Methods: In the present work we utilized a recently characterized protein, breast cancer-associated sequence 1 (BCAS1), that identifies actively myelinating oligodendrocytes during development and in disease. We specifically focused on cortical demyelination in early as well as late-stage MS and analyzed biopsy and autopsy tissue, respectively. We performed multi-fluorescent immunolabellings with antibodies against BCAS1 and myelin proteins. In addition, we assessed the time course of BCAS1-positive cell densities in a recently developed mouse model, where cytokine injection leads to robust focal cortical demyelination.

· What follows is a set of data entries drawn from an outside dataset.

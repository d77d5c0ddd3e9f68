//! Stud spot welder phase engine, end of the line.
//!
//! Seven-phase cycle with four discrete weld pulses inside the weld phase,
//! each shaped 10 % ramp-up / 80 % steady / 10 % ramp-down. Every pulse heats
//! the electrode by ~15 degC and the part by ~10 degC; both decay
//! geometrically outside the weld phase. Electrode wear grows with the weld
//! count: past 80 % wear the rolled error rate triples, and an electrode
//! above its temperature limit forces the `Overheat` error.

use crate::buffer::PartBuffer;
use crate::machine::{BaseMachine, MachineConfig, MachineEvent, MachineSimulator};
use chrono::{DateTime, Utc};
use shopfloor_common::nodes::{DataType, NodeDefinition, Value, ValueMap};
use shopfloor_common::noise::{clamp_positive, NoiseGenerator};
use shopfloor_common::state::MachineState;
use shopfloor_common::types::{ErrorInfo, Part, PartStatus, ProductionOrder};
use std::time::Duration;

const AMBIENT_TEMP: f64 = 25.0;
/// Electrode heat input per weld pulse, degC.
const ELECTRODE_HEAT_PER_WELD: f64 = 15.0;
/// Part heat input per weld pulse, degC.
const PART_HEAT_PER_WELD: f64 = 10.0;
/// Wear threshold past which the error rate triples.
const WEAR_ERROR_THRESHOLD: f64 = 80.0;

/// Phase within a spot welding cycle.
#[derive(Debug, Clone, Copy, PartialEq, Eq)]
pub enum SpotWelderPhase {
    Idle,
    /// Part loaded onto the fixture.
    Load,
    /// Fixtures clamping the part.
    Clamp,
    /// Stud positioning before current flows.
    PreWeld,
    /// Welding current flowing, four pulses.
    Weld,
    /// Post-weld hold and cooling.
    Hold,
    /// Fixtures releasing.
    Release,
    /// Part unloading.
    Unload,
}

impl SpotWelderPhase {
    pub const fn as_str(&self) -> &'static str {
        match self {
            Self::Idle => "Idle",
            Self::Load => "Load",
            Self::Clamp => "Clamp",
            Self::PreWeld => "PreWeld",
            Self::Weld => "Weld",
            Self::Hold => "Hold",
            Self::Release => "Release",
            Self::Unload => "Unload",
        }
    }
}

pub const SPOT_WELDER_ERROR_CODES: [&str; 6] = ["S001", "S002", "S003", "S004", "S005", "S006"];

/// Forced when the electrode runs past its temperature limit.
pub const ERROR_OVERHEAT: &str = "S004";
/// Scraps the part on the fixture immediately.
pub const ERROR_QUALITY_REJECT: &str = "S006";

pub fn error_info(code: &str) -> (&'static str, Duration, Duration) {
    match code {
        "S001" => (
            "Weld quality fault detected",
            Duration::from_secs(30),
            Duration::from_secs(60),
        ),
        "S002" => (
            "Clamp mechanism fault",
            Duration::from_secs(45),
            Duration::from_secs(2 * 60),
        ),
        "S003" => (
            "Stud feed mechanism jam",
            Duration::from_secs(30),
            Duration::from_secs(60),
        ),
        "S004" => (
            "Electrode overheat protection",
            Duration::from_secs(60),
            Duration::from_secs(3 * 60),
        ),
        "S005" => (
            "Weld current out of range",
            Duration::from_secs(45),
            Duration::from_secs(90),
        ),
        "S006" => (
            "Weld quality below threshold",
            Duration::from_secs(20),
            Duration::from_secs(45),
        ),
        _ => ("", Duration::ZERO, Duration::ZERO),
    }
}

/// Spot welder process parameters and phase fractions.
#[derive(Debug, Clone)]
pub struct SpotWelderConfig {
    /// kA.
    pub target_current: f64,
    /// V (secondary side).
    pub target_voltage: f64,
    /// Duration of each weld pulse.
    pub weld_duration: Duration,
    /// Studs per part.
    pub welds_per_part: u32,

    /// kN.
    pub max_electrode_force: f64,
    /// kN.
    pub max_clamp_force: f64,
    /// degC, overheat protection limit.
    pub max_electrode_temp: f64,

    pub load_fraction: f64,
    pub clamp_fraction: f64,
    pub pre_weld_fraction: f64,
    pub weld_fraction: f64,
    pub hold_fraction: f64,
    pub release_fraction: f64,
    pub unload_fraction: f64,

    /// Welds until the electrode needs replacement.
    pub electrode_life_welds: u32,
    pub input_buffer_capacity: usize,
}

impl Default for SpotWelderConfig {
    fn default() -> Self {
        // Steel sheet: 6-10 kA, 3-12 V secondary.
        Self {
            target_current: 8.0,
            target_voltage: 6.0,
            weld_duration: Duration::from_millis(200),
            welds_per_part: 4,
            max_electrode_force: 3.0,
            max_clamp_force: 5.0,
            max_electrode_temp: 400.0,
            load_fraction: 0.10,
            clamp_fraction: 0.10,
            pre_weld_fraction: 0.05,
            weld_fraction: 0.35,
            hold_fraction: 0.15,
            release_fraction: 0.10,
            unload_fraction: 0.15,
            electrode_life_welds: 5000,
            input_buffer_capacity: 3,
        }
    }
}

struct PhaseBounds {
    load_end: Duration,
    clamp_end: Duration,
    pre_weld_end: Duration,
    weld_end: Duration,
    hold_end: Duration,
    release_end: Duration,
}

/// Stud spot welder simulator.
pub struct SpotWelder {
    base: BaseMachine,
    welder_config: SpotWelderConfig,
    phase: SpotWelderPhase,
    cycle_count: u32,
    welds_in_current_part: u32,
    total_welds: u32,
    electrode_weld_count: u32,
    current_part: Option<Part>,
    input_buffer: PartBuffer,
    electrode_temp: f64,
    part_temp: f64,
    noise: NoiseGenerator,
    last_electrode_force: f64,
    last_clamp_force: f64,
}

Results: We identified numerous BCAS1-positive oligodendrocytes in cortical demyelinating lesions of patients early in the disease course, and the density of BCAS1-positive cells in these patients exceeded that in late stage disease. Determining the fraction of BCAS1-positive cells with a myelinating morphology enabled a clear distinction of remyelination from incomplete cortical demyelination. In areas with cortical remyelination, BCAS1-positive myelinating cells in part expressed MAG, but not MBP or PLP. After experimental cortical demyelination, BCAS1-positive oligodendrocytes reached their highest values 5 days after injection and then decreased 10 and 20 days thereafter, reflecting the course of remyelination.
Conclusion: Our results highlight the cortex as a prime site of lesion formation and repair in MS and demonstrate BCAS1 as a highly useful cellular marker protein to identify active, ongoing cortical remyelination.
Disclosure:
Franziska van der Meer: nothing to disclose Christina Sergiou: nothing to disclose
Claudia Wrzos: nothing to disclose
Anne Winkler: nothing to disclose
Stefan Nessler: received research support from TEVA
Mikael Simons: nothing to disclose
Christine Stadelmann: She received honoraria for speaking and travel reimbursement from Novartis Pharma GmbH, Merck, Teva Pharmaceutical Industries Ltd., Biogen, and Bayer Health Care. She served on scientific advisory boards of Novartis, Merck, Roche, and Teva. She received research support from Teva. She is a member of the editoral board of Neurology: Neuroimmunology & Neuroinflammation.